Tuesday, August 29, 2006



never knew that again, i encountered unconditional love from a mortal. after all these years, i've lived with the impressions that my mom expected the best and nothing but the perfect life for me. and until now, i haven't been moved from where i stand. i'm not perfect. and even though she thinks that i can be so, i'm not. i screwed up, and afraid to say it to her out loud. so all i know now, is that the mistake is there, and there's no other way to make it right.

i have to live with this mind set until the day it all ends and i'm attached to someone else. but until then, it's all mind to keep and embrace as a burden. today, i finally let it go to someone else. i share what i've felt for years now. to someone who i once thought as he who would never understand, he who would probably leave me for it. i was wrong. he actually accepted me the way i never think it possible. he's willing to try and have faith that if there's a will, there will come a way.

kisses aren't kisses after all, and hugs aren't just hugs after all. everything shares its purpose, and to be the one who accepted it, it's a trully blessing.

'whatever happens, i am blessed.'

Sunday, August 27, 2006

IT REALLY HAS A BEAUTY AFTER ALL!

bonnie blooms! thanks to mr. hagi!! he took care of my cactuses very well indeed! sometimes i wonder, how come a spikey plant like cactus, that has a dessert and dry ground as their habitat, can produce a beautiful flower like that?! such a wonder!

along this past week, i feel blessed in every part of my life. on my work, my study, my relationship with friends, family and also ari. it's true what they said: when you feel blessed, you just can't contain it. it gets too much, you just got to give it away.

*andini slept at Bedroom, Kemang.

klo ngantuk, pastinya tidur.
laper, biar gak usah repot cari makan, tidur.
sakit kepala, tidur.
capek, tidur.
sakit punggung, tidur2an.
pusing mikirin masalah, tidur.
mikir, tidur.
kangen................ tidur!!!!!!!!!

tidur mungkin tidak menyelesaikan masalah, tapi it works wonderfully on me. otak jadi segar, dan vitalitas kembali normal!
yeah!!!

Thursday, August 10, 2006


working on a deadline, with rick price's song, only heaven knows playing out of yadien's comp. frustrating!!! not to mention he keep on repeating the lyrics, boyz 2 men style... arrgghhh hahahahahaha.. this is nuts! i interviewed 3 girls in one day! what a race to deadline!!
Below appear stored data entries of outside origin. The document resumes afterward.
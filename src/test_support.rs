//! Shared test fixtures: a scripted agent runner and a one-shot HTTP stub.

use crate::agent::{AgentHandle, AgentRunner, ExitReport, Invocation};
use crate::config::Config;
use async_trait::async_trait;
use std::io;
use std::path::Path;
use std::sync::atomic::{AtomicBool, Ordering};
use std::sync::{Arc, Mutex};
use std::time::Duration;
use tokio::io::{AsyncReadExt, AsyncWriteExt};
use tokio::net::TcpListener;
use tokio::sync::Notify;
use tokio::task::JoinHandle;
use tokio::time::Instant;

/// What a [`FakeRunner`] process does once spawned.
#[derive(Debug, Clone, Default)]
pub(crate) struct FakeScript {
    pub stdout: String,
    pub stderr: String,
    pub exit_code: Option<i32>,
    /// How long the process "runs" before exiting.
    pub delay: Duration,
    /// Fail the spawn itself with this error kind.
    pub spawn_error: Option<io::ErrorKind>,
    /// Keep running after `kill`, exiting only once `delay` has passed.
    pub ignore_kill: bool,
}

impl FakeScript {
    pub fn replying(stdout: impl Into<String>) -> Self {
        Self {
            stdout: stdout.into(),
            exit_code: Some(0),
            ..Default::default()
        }
    }

    pub fn failing(code: i32, stderr: impl Into<String>) -> Self {
        Self {
            stderr: stderr.into(),
            exit_code: Some(code),
            ..Default::default()
        }
    }

    pub fn hanging(delay: Duration) -> Self {
        Self {
            exit_code: Some(0),
            delay,
            ..Default::default()
        }
    }

    pub fn unlaunchable() -> Self {
        Self {
            spawn_error: Some(io::ErrorKind::NotFound),
            ..Default::default()
        }
    }
}

/// Observations recorded by a [`FakeRunner`] and its handles.
#[derive(Debug, Default)]
pub(crate) struct FakeProbe {
    pub killed: AtomicBool,
    pub exited: AtomicBool,
    pub invocations: Mutex<Vec<Invocation>>,
}

impl FakeProbe {
    pub fn was_killed(&self) -> bool {
        self.killed.load(Ordering::SeqCst)
    }

    pub fn has_exited(&self) -> bool {
        self.exited.load(Ordering::SeqCst)
    }

    pub fn spawn_count(&self) -> usize {
        self.invocations.lock().unwrap().len()
    }

    pub fn last_invocation(&self) -> Invocation {
        self.invocations.lock().unwrap().last().cloned().unwrap()
    }
}

/// Scripted [`AgentRunner`] that never touches the OS.
pub(crate) struct FakeRunner {
    script: FakeScript,
    probe: Arc<FakeProbe>,
}

impl FakeRunner {
    pub fn new(script: FakeScript) -> (Arc<Self>, Arc<FakeProbe>) {
        let probe = Arc::new(FakeProbe::default());
        let runner = Arc::new(Self {
            script,
            probe: Arc::clone(&probe),
        });
        (runner, probe)
    }
}

#[async_trait]
impl AgentRunner for FakeRunner {
    async fn spawn(&self, invocation: Invocation) -> io::Result<Box<dyn AgentHandle>> {
        self.probe.invocations.lock().unwrap().push(invocation);

        if let Some(kind) = self.script.spawn_error {
            return Err(io::Error::new(kind, "fake spawn failure"));
        }

        Ok(Box::new(FakeHandle {
            script: self.script.clone(),
            exits_at: Instant::now() + self.script.delay,
            kill_signal: Notify::new(),
            probe: Arc::clone(&self.probe),
        }))
    }
}

struct FakeHandle {
    script: FakeScript,
    exits_at: Instant,
    kill_signal: Notify,
    probe: Arc<FakeProbe>,
}

#[async_trait]
impl AgentHandle for FakeHandle {
    fn pid(&self) -> Option<u32> {
        Some(4242)
    }

    async fn wait(&mut self) -> io::Result<ExitReport> {
        let ignore_kill = self.script.ignore_kill;
        let killed = tokio::select! {
            _ = tokio::time::sleep_until(self.exits_at) => false,
            _ = self.kill_signal.notified(), if !ignore_kill => true,
        };

        if killed {
            return Ok(ExitReport {
                exit_code: None,
                stdout: String::new(),
                stderr: String::new(),
            });
        }

        self.probe.exited.store(true, Ordering::SeqCst);
        Ok(ExitReport {
            exit_code: self.script.exit_code,
            stdout: self.script.stdout.clone(),
            stderr: self.script.stderr.clone(),
        })
    }

    async fn kill(&mut self) -> io::Result<()> {
        self.probe.killed.store(true, Ordering::SeqCst);
        self.kill_signal.notify_one();
        Ok(())
    }
}

/// Default config with a short timeout and history files under `scratch`.
pub(crate) fn test_config(scratch: &Path) -> Config {
    let mut config = Config::default();
    config.agent.timeout_ms = 2_000;
    config.history.scratch_dir = Some(scratch.to_path_buf());
    config
}

/// Number of entries currently in `dir`.
pub(crate) fn entries_in(dir: &Path) -> usize {
    std::fs::read_dir(dir).unwrap().count()
}

/// One HTTP request as received by [`serve_once`].
#[derive(Debug, Clone)]
pub(crate) struct CapturedRequest {
    pub head: String,
    pub body: String,
}

impl CapturedRequest {
    pub fn header(&self, name: &str) -> Option<&str> {
        self.head.lines().skip(1).find_map(|line| {
            let (key, value) = line.split_once(':')?;
            key.trim()
                .eq_ignore_ascii_case(name)
                .then(|| value.trim())
        })
    }

    pub fn json(&self) -> serde_json::Value {
        serde_json::from_str(&self.body).unwrap()
    }
}

/// Answer exactly one HTTP request on a loopback port with `status` and `body`.
///
/// Returns the base URL and a handle resolving to the captured request.
pub(crate) async fn serve_once(
    status: u16,
    body: impl Into<String>,
) -> (String, JoinHandle<CapturedRequest>) {
    let listener = TcpListener::bind("127.0.0.1:0").await.unwrap();
    let url = format!("http://{}", listener.local_addr().unwrap());
    let body = body.into();

    let server = tokio::spawn(async move {
        let (mut stream, _) = listener.accept().await.unwrap();

        let mut buf = Vec::new();
        let mut chunk = [0u8; 4096];
        let head_end = loop {
            let n = stream.read(&mut chunk).await.unwrap();
            assert!(n > 0, "client closed before sending headers");
            buf.extend_from_slice(&chunk[..n]);
            if let Some(pos) = buf.windows(4).position(|w| w == b"\r\n\r\n") {
                break pos;
            }
        };

        let head = String::from_utf8_lossy(&buf[..head_end]).into_owned();
        let content_length = head
            .lines()
            .find_map(|line| {
                let (key, value) = line.split_once(':')?;
                key.trim()
                    .eq_ignore_ascii_case("content-length")
                    .then(|| value.trim().parse::<usize>().ok())
                    .flatten()
            })
            .unwrap_or(0);

        let body_start = head_end + 4;
        while buf.len() < body_start + content_length {
            let n = stream.read(&mut chunk).await.unwrap();
            if n == 0 {
                break;
            }
            buf.extend_from_slice(&chunk[..n]);
        }
        let request_body =
            String::from_utf8_lossy(&buf[body_start..(body_start + content_length).min(buf.len())])
                .into_owned();

        let response = format!(
            "HTTP/1.1 {} {}\r\nContent-Type: application/json\r\nContent-Length: {}\r\nConnection: close\r\n\r\n{}",
            status,
            if status < 400 { "OK" } else { "Error" },
            body.len(),
            body
        );
        stream.write_all(response.as_bytes()).await.unwrap();
        let _ = stream.shutdown().await;

        CapturedRequest {
            head,
            body: request_body,
        }
    });

    (url, server)
}

/// Chat-completion response body carrying `content` as the first choice.
pub(crate) fn completion_body(content: &str) -> String {
    serde_json::json!({
        "id": "chatcmpl-test",
        "object": "chat.completion",
        "choices": [{
            "index": 0,
            "message": { "role": "assistant", "content": content },
            "finish_reason": "stop"
        }]
    })
    .to_string()
}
cant wait till tomorrow, stepping my feet to jakarta. but umm, just remembered, i haven't picked up my ticket yet! argh! that means i have to wake up earlier again today, go get my ticket, and the rest of the time? walking down alone, try to get something to take it home. little window shopping maybe!
:D

Tuesday, August 08, 2006


he left for jakarta today, approximately in another hour. and i'm feeling lonesome already. he came by this morning, we talked for only 15 minutes, then he left. argghhh this is so hard to handle.

Monday, August 07, 2006

i've been willing to write here, since one of those early days i stepped my feet in bali. but since ari came and i'm having such wonderful days, i feel my heart too full of happiness to write. i'm having such a blast! i passed that test, ari came, we're going out together. life has been great! but then, things happened. small things though. like, i was told by ari, that the day i got very drunk at scoop, he looked at me in despise. then when i told him that i want to buy a bikini, he went... apa yah... nyindir sedikit aja. i was surprised. i didnt realize any of these before.

he's going back to jakarta tomorrow, and i'm feeling awfully sad. not very good at being left behind. absolutely not good.

Saturday, August 05, 2006

congratulations indira! you prove yourself worthy to enroll in FISIP UI's extention program. oh yeah.. i'm absolutely thrilled about it. but kinda worried about how to manage my time to go to school and work, especially when i'm now in bali. i dont even have time to make kebaya for graduation day on september 1st.

Tuesday, August 01, 2006

finally, i'm in bali. having my mom and abby drove me to the airport and saw them wave goodbye, really made me sad. especially leaving my tutu. ditambah lagi si bella mau nginep ato minta ari nginep di rumahnya. pffttt ... i never thought i'm gonna be with a guy who made me go... hmmm deg2an leaving him at home. he has this ever freely life where anyone can sleep over at his house. doesn't matter it's a his girl or just a normal girl friends. but i trust him, just like he does to me.

huhu missing my home a lot! my bed, my pillow, the freedom to sleep any time i want. the guys work very... very flexible here. they usually started at 11am till 3pm.. yups! udah kayak pegawai negeri aja!